TASK DESCRIPTION: Report each line of the records below that holds the word "Forbidden".

MATERIALS PROVIDED:
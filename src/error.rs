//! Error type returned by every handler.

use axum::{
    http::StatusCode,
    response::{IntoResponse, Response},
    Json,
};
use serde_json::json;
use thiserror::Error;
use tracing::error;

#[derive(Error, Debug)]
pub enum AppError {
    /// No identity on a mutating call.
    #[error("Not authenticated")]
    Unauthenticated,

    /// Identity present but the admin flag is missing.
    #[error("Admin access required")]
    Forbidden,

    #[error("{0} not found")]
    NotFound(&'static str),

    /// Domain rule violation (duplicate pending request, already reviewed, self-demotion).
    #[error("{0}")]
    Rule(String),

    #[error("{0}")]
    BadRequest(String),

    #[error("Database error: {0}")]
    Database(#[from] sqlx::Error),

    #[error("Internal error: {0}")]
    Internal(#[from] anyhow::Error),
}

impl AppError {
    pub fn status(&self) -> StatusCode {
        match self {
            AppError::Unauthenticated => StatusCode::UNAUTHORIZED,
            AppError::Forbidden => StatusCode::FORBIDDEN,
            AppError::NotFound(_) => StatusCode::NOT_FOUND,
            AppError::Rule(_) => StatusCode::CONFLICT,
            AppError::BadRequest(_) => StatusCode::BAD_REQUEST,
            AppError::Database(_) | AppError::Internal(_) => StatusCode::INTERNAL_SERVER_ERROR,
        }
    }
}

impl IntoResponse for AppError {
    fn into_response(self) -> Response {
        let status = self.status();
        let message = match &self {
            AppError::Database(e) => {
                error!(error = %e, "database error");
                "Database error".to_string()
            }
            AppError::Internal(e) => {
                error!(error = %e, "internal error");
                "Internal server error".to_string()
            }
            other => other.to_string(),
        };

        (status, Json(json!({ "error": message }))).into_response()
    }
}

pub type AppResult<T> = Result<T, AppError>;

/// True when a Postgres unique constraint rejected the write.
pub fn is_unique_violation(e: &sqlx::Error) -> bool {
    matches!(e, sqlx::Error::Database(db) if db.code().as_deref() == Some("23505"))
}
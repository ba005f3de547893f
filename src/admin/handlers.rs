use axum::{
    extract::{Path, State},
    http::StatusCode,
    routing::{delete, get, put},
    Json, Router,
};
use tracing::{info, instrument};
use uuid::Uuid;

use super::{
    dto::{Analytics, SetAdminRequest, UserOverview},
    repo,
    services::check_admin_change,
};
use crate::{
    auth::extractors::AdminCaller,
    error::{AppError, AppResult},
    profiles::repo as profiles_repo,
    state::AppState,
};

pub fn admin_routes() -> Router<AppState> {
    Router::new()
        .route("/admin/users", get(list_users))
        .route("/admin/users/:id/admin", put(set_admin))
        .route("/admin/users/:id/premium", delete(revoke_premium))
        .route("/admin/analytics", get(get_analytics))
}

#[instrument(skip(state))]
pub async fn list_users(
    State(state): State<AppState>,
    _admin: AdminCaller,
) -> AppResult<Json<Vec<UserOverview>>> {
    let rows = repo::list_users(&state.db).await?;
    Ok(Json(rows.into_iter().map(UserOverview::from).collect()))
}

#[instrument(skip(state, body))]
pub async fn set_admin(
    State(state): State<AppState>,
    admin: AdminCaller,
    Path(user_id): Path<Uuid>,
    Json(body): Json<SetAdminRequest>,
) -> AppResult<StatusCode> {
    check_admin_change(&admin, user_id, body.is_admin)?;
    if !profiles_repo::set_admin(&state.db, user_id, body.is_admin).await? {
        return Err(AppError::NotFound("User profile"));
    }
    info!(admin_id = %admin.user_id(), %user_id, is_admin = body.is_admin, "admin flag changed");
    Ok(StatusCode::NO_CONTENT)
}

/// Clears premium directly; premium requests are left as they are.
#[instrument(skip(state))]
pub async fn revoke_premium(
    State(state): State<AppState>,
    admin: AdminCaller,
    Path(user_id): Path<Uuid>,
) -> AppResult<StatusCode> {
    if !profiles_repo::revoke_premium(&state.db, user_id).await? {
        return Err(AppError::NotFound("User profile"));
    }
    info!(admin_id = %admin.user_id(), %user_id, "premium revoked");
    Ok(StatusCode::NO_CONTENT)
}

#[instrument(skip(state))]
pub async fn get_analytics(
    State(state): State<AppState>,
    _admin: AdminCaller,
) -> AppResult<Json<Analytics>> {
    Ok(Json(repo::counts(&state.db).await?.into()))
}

OUTPUT FOR THIS TASK:
    Forbidden,
            AppError::Forbidden => StatusCode::FORBIDDEN,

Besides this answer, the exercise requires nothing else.